**Assigned task**
Output only the span of lines that begins at the line containing "workout.pace_min_per_km) = speed_and_pace_from_mps(mps);" and ends at the last line of the data, both included, exactly as they appear.

**Extracted records**

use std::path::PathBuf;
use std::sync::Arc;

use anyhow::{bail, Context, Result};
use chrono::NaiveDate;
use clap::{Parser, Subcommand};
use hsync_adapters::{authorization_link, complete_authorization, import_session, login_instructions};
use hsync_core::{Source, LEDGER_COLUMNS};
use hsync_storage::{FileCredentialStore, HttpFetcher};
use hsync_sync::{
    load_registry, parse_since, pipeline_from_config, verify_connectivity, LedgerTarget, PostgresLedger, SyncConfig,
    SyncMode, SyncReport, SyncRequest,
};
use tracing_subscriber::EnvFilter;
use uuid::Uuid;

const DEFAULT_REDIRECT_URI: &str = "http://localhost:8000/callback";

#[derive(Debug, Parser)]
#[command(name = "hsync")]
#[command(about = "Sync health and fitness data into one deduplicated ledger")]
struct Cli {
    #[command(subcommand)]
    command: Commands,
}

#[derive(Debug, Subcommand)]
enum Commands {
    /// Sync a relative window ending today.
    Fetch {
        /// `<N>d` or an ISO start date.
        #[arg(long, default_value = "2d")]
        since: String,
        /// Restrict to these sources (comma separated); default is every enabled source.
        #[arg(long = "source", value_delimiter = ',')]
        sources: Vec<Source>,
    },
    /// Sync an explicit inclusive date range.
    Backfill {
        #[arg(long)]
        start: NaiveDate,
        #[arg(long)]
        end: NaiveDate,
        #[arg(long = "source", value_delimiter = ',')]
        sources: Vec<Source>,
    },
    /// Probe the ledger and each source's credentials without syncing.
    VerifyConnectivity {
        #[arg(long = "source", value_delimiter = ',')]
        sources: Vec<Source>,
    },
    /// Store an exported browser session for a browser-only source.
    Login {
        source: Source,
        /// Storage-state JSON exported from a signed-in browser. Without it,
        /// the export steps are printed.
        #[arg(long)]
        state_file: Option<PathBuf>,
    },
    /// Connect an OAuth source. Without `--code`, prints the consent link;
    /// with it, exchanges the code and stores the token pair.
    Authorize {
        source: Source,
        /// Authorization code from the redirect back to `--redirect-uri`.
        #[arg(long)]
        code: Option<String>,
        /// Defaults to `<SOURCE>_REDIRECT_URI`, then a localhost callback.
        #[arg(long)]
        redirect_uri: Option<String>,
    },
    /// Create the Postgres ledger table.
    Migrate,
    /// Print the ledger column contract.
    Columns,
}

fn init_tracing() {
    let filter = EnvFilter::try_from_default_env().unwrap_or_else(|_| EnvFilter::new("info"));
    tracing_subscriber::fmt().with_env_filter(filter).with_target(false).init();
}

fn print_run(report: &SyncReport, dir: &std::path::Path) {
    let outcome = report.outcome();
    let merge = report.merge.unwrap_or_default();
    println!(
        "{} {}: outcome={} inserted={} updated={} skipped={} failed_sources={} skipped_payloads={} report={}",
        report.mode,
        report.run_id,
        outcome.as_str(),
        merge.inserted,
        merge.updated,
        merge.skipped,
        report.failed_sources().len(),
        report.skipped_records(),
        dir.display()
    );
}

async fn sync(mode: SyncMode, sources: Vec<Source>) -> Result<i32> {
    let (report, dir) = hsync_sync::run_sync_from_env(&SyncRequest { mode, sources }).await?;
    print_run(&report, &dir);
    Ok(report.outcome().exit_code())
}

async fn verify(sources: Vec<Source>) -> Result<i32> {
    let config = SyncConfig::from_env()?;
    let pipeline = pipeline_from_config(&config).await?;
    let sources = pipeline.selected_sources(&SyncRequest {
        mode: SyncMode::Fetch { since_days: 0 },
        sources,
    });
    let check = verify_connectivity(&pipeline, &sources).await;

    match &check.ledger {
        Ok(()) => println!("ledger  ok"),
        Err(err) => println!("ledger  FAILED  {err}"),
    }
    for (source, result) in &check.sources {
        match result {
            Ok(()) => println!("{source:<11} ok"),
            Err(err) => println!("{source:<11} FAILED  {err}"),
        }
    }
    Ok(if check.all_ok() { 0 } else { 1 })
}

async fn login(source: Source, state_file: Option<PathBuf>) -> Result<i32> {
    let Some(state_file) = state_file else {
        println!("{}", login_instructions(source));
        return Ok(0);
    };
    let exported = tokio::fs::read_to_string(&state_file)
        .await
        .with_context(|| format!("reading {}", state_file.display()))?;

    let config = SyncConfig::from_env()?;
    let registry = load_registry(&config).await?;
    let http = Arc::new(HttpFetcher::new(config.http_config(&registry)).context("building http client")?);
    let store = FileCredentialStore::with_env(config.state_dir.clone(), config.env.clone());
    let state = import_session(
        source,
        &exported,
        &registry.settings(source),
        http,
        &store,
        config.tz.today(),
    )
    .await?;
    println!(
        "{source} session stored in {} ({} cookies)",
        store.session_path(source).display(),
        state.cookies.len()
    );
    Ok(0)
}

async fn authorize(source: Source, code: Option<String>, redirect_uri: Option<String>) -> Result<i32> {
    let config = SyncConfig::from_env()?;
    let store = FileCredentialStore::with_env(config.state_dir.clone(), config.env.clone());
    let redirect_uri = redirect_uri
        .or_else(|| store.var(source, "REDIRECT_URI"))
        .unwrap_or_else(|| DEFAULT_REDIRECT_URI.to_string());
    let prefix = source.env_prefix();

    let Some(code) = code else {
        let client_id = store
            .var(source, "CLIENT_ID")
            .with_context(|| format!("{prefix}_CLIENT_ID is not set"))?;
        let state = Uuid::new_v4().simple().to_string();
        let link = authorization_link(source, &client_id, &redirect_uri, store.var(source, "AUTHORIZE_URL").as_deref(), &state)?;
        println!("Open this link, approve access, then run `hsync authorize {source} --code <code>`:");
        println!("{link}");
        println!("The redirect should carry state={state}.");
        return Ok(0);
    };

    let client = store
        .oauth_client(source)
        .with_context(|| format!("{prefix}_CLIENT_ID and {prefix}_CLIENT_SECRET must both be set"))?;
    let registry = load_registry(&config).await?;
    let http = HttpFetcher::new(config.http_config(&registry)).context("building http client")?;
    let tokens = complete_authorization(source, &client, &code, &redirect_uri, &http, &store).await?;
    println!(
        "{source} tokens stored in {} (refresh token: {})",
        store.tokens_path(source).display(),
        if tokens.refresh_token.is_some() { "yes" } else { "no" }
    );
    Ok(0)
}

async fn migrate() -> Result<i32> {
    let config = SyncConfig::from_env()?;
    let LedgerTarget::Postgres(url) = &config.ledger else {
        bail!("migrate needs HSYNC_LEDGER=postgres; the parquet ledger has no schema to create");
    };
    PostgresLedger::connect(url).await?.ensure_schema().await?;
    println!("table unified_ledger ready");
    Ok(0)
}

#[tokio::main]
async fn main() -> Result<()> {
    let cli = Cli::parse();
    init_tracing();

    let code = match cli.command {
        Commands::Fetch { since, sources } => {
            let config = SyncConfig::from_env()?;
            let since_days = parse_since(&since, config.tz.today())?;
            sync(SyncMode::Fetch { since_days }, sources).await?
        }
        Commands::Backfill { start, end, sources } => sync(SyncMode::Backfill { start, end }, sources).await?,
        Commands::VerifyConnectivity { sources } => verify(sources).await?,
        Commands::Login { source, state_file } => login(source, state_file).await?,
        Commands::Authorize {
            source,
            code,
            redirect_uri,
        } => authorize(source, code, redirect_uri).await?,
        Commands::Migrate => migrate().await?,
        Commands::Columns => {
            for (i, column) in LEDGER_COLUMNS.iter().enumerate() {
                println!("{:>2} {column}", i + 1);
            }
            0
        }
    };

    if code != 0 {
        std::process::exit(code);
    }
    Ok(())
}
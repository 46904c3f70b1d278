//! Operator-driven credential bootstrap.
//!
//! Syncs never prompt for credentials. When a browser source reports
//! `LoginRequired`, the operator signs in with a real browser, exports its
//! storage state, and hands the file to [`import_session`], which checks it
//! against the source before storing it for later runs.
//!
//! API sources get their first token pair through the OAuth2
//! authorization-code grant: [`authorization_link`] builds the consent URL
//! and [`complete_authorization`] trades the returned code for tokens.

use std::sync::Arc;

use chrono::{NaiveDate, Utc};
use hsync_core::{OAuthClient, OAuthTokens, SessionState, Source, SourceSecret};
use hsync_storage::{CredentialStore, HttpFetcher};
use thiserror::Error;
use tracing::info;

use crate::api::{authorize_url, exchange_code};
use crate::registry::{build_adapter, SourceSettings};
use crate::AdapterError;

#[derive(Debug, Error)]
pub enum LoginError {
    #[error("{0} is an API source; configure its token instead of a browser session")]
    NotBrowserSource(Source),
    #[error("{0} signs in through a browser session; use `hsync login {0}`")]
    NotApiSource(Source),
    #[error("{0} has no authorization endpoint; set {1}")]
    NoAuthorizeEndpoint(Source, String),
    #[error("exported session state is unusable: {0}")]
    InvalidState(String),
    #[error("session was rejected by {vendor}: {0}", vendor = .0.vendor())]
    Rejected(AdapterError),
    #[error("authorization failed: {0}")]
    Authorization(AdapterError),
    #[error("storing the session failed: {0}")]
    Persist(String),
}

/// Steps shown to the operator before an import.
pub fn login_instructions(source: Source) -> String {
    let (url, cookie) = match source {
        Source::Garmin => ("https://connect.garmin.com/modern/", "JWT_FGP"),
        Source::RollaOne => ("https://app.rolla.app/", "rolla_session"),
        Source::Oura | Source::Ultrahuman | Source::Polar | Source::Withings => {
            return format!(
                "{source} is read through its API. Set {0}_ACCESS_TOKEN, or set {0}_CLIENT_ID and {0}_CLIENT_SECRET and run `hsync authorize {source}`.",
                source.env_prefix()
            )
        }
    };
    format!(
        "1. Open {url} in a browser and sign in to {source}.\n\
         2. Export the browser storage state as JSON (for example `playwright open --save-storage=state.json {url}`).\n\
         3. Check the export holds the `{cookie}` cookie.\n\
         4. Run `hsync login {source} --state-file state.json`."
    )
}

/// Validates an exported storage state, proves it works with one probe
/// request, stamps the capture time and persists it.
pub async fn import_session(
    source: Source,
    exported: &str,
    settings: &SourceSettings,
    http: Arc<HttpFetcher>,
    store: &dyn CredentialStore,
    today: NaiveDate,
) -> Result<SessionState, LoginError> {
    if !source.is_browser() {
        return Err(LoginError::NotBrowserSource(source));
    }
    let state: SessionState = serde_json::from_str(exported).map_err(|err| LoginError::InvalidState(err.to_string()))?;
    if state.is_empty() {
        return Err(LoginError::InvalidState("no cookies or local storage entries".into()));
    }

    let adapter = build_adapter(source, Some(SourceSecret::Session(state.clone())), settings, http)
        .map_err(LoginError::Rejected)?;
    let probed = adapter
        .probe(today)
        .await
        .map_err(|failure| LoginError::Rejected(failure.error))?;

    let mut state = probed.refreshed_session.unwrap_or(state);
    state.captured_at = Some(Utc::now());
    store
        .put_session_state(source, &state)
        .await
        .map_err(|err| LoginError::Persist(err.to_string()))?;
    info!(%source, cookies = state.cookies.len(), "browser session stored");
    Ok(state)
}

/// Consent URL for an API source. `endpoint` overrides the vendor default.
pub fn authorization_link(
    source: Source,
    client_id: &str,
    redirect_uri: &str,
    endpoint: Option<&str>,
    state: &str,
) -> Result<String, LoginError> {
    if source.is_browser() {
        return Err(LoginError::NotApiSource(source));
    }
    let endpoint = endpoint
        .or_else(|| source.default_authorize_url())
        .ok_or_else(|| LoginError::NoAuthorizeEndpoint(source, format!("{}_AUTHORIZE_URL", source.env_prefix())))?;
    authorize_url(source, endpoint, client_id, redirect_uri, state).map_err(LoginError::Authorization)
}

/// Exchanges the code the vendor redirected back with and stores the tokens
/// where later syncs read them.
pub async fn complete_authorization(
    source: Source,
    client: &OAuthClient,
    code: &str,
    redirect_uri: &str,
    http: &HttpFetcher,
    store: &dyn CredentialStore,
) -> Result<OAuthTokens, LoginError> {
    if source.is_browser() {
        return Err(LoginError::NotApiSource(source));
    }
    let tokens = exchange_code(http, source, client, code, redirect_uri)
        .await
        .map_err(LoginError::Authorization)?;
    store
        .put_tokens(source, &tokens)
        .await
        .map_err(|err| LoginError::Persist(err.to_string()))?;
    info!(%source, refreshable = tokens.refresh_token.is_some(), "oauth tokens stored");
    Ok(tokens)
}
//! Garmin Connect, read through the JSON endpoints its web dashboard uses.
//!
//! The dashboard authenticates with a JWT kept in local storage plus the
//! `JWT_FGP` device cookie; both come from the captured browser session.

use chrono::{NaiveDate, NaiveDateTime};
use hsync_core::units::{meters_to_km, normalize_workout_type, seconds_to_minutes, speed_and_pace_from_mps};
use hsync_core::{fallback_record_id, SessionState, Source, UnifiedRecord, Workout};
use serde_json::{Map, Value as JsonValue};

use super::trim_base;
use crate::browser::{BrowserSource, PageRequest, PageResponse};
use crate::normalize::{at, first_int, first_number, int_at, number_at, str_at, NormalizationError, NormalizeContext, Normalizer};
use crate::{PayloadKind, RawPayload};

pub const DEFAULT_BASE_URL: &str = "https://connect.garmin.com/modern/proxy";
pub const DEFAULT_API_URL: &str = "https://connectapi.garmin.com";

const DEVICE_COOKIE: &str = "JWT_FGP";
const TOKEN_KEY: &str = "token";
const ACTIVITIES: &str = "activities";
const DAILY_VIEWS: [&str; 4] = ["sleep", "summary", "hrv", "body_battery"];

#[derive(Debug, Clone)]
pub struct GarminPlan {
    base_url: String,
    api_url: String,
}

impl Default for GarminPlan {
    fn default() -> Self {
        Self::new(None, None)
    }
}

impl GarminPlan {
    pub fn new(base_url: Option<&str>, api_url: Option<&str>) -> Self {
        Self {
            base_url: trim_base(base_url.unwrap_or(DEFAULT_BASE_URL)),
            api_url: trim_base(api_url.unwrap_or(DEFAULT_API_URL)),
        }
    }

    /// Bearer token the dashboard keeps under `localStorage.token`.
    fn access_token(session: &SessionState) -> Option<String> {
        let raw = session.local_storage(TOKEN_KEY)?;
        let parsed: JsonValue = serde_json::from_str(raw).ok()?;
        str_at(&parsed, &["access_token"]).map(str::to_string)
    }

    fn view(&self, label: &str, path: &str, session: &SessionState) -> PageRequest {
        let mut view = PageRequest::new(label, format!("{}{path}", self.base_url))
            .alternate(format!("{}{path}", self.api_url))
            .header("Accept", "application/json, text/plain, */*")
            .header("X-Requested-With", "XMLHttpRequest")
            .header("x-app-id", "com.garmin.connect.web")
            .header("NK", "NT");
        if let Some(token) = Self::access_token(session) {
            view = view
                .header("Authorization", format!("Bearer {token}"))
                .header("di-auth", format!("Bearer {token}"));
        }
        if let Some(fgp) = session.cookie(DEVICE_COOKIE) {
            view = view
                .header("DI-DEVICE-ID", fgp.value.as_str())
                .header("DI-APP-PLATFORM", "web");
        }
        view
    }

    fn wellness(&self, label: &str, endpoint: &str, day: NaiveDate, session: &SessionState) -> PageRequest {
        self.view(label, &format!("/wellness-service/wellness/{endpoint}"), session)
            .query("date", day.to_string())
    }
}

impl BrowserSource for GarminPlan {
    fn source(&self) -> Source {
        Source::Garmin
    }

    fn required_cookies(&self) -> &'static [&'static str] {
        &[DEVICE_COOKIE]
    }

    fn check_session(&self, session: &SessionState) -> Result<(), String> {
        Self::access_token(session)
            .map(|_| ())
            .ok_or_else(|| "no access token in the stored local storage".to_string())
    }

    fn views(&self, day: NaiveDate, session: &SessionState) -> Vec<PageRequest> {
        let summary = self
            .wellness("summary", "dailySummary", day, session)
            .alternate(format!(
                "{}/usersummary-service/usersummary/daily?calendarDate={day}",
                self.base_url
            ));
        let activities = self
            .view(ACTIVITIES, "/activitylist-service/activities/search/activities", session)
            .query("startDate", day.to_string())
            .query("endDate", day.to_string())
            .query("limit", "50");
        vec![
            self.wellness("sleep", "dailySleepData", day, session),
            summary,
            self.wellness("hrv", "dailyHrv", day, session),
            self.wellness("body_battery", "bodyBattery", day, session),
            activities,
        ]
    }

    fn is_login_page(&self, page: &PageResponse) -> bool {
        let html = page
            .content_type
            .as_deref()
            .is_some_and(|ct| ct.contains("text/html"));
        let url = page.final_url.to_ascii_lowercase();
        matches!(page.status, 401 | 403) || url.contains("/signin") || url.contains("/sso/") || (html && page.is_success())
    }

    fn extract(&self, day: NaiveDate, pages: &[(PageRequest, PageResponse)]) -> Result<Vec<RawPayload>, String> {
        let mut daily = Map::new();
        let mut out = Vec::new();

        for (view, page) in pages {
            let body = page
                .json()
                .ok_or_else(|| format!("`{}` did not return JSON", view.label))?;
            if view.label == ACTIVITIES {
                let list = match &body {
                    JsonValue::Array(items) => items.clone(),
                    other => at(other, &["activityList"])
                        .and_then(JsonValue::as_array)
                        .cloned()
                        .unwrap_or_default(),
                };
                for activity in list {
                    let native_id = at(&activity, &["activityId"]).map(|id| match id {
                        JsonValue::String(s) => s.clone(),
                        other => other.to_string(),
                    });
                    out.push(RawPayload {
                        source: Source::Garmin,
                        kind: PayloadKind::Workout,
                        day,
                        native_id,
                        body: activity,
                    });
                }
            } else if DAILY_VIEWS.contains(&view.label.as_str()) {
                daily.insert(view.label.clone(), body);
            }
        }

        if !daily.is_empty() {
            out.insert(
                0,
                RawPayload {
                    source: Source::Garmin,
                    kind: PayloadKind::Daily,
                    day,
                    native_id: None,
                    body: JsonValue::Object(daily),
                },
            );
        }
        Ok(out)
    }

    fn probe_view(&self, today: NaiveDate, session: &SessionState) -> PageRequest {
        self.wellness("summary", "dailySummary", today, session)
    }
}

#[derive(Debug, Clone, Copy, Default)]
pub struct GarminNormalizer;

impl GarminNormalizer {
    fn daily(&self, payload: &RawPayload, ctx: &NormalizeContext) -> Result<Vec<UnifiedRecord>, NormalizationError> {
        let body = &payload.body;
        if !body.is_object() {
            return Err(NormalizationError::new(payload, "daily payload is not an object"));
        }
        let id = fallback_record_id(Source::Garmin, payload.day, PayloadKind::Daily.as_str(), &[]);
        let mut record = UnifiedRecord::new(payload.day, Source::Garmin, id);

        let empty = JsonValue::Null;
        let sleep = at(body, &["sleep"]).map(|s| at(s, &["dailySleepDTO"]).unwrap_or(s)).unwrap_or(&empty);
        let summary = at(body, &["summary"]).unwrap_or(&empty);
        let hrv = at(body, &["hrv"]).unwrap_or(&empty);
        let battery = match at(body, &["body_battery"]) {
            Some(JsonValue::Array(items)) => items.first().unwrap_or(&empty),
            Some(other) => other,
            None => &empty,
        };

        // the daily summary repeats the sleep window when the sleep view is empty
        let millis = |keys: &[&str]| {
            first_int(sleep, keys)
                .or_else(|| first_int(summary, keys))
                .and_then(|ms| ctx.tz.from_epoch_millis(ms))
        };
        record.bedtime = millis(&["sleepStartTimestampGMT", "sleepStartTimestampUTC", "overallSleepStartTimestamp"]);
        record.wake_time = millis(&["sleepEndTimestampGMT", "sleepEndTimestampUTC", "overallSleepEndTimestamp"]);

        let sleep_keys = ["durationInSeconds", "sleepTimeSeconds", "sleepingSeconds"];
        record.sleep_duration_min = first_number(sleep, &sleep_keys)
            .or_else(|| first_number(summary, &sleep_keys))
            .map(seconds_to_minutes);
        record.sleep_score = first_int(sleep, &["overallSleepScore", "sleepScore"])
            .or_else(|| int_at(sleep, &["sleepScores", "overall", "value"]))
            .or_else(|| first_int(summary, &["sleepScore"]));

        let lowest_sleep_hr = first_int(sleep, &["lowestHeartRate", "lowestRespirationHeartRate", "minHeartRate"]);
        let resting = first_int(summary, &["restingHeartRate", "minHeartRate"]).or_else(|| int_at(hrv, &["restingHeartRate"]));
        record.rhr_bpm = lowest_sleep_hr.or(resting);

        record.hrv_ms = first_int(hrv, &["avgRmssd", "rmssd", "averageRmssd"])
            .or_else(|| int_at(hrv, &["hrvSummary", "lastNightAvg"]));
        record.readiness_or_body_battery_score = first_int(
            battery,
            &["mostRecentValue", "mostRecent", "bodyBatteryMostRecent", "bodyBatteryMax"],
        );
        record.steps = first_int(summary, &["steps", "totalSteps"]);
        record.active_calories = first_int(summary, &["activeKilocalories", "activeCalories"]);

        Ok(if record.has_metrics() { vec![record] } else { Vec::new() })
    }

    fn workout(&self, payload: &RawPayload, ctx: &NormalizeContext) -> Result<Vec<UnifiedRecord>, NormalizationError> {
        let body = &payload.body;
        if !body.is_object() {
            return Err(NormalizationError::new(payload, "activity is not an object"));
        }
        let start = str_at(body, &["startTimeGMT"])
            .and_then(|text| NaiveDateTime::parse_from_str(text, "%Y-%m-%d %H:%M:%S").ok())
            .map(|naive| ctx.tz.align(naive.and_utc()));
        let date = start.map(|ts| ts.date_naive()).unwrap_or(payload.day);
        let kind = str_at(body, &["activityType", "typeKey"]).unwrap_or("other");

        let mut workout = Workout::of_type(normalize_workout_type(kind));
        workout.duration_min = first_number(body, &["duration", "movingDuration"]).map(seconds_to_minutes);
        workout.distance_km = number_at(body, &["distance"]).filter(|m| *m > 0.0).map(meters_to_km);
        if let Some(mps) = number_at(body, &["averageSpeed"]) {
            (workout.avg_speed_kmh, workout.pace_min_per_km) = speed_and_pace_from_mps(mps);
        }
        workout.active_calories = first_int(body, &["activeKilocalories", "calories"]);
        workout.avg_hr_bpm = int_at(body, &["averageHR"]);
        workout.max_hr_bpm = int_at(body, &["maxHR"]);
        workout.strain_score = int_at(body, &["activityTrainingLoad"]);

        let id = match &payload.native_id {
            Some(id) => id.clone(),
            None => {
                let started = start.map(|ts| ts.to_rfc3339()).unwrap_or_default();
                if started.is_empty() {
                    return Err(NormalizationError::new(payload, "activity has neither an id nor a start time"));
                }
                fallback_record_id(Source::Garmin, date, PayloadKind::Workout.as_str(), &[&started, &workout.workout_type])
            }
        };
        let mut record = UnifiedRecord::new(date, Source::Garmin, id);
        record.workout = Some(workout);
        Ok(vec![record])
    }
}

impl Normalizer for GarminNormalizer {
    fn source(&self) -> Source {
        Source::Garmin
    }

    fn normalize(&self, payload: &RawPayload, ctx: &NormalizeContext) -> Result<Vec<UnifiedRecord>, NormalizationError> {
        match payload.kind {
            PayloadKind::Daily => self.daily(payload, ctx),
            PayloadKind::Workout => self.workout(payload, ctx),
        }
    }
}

**Answer to this problem**
            (workout.avg_speed_kmh, workout.pace_min_per_km) = speed_and_pace_from_mps(mps);
        }
        workout.active_calories = first_int(body, &["activeKilocalories", "calories"]);
        workout.avg_hr_bpm = int_at(body, &["averageHR"]);
        workout.max_hr_bpm = int_at(body, &["maxHR"]);
        workout.strain_score = int_at(body, &["activityTrainingLoad"]);

        let id = match &payload.native_id {
            Some(id) => id.clone(),
            None => {
                let started = start.map(|ts| ts.to_rfc3339()).unwrap_or_default();
                if started.is_empty() {
                    return Err(NormalizationError::new(payload, "activity has neither an id nor a start time"));
                }
                fallback_record_id(Source::Garmin, date, PayloadKind::Workout.as_str(), &[&started, &workout.workout_type])
            }
        };
        let mut record = UnifiedRecord::new(date, Source::Garmin, id);
        record.workout = Some(workout);
        Ok(vec![record])
    }
}

impl Normalizer for GarminNormalizer {
    fn source(&self) -> Source {
        Source::Garmin
    }

    fn normalize(&self, payload: &RawPayload, ctx: &NormalizeContext) -> Result<Vec<UnifiedRecord>, NormalizationError> {
        match payload.kind {
            PayloadKind::Daily => self.daily(payload, ctx),
            PayloadKind::Workout => self.workout(payload, ctx),
        }
    }
}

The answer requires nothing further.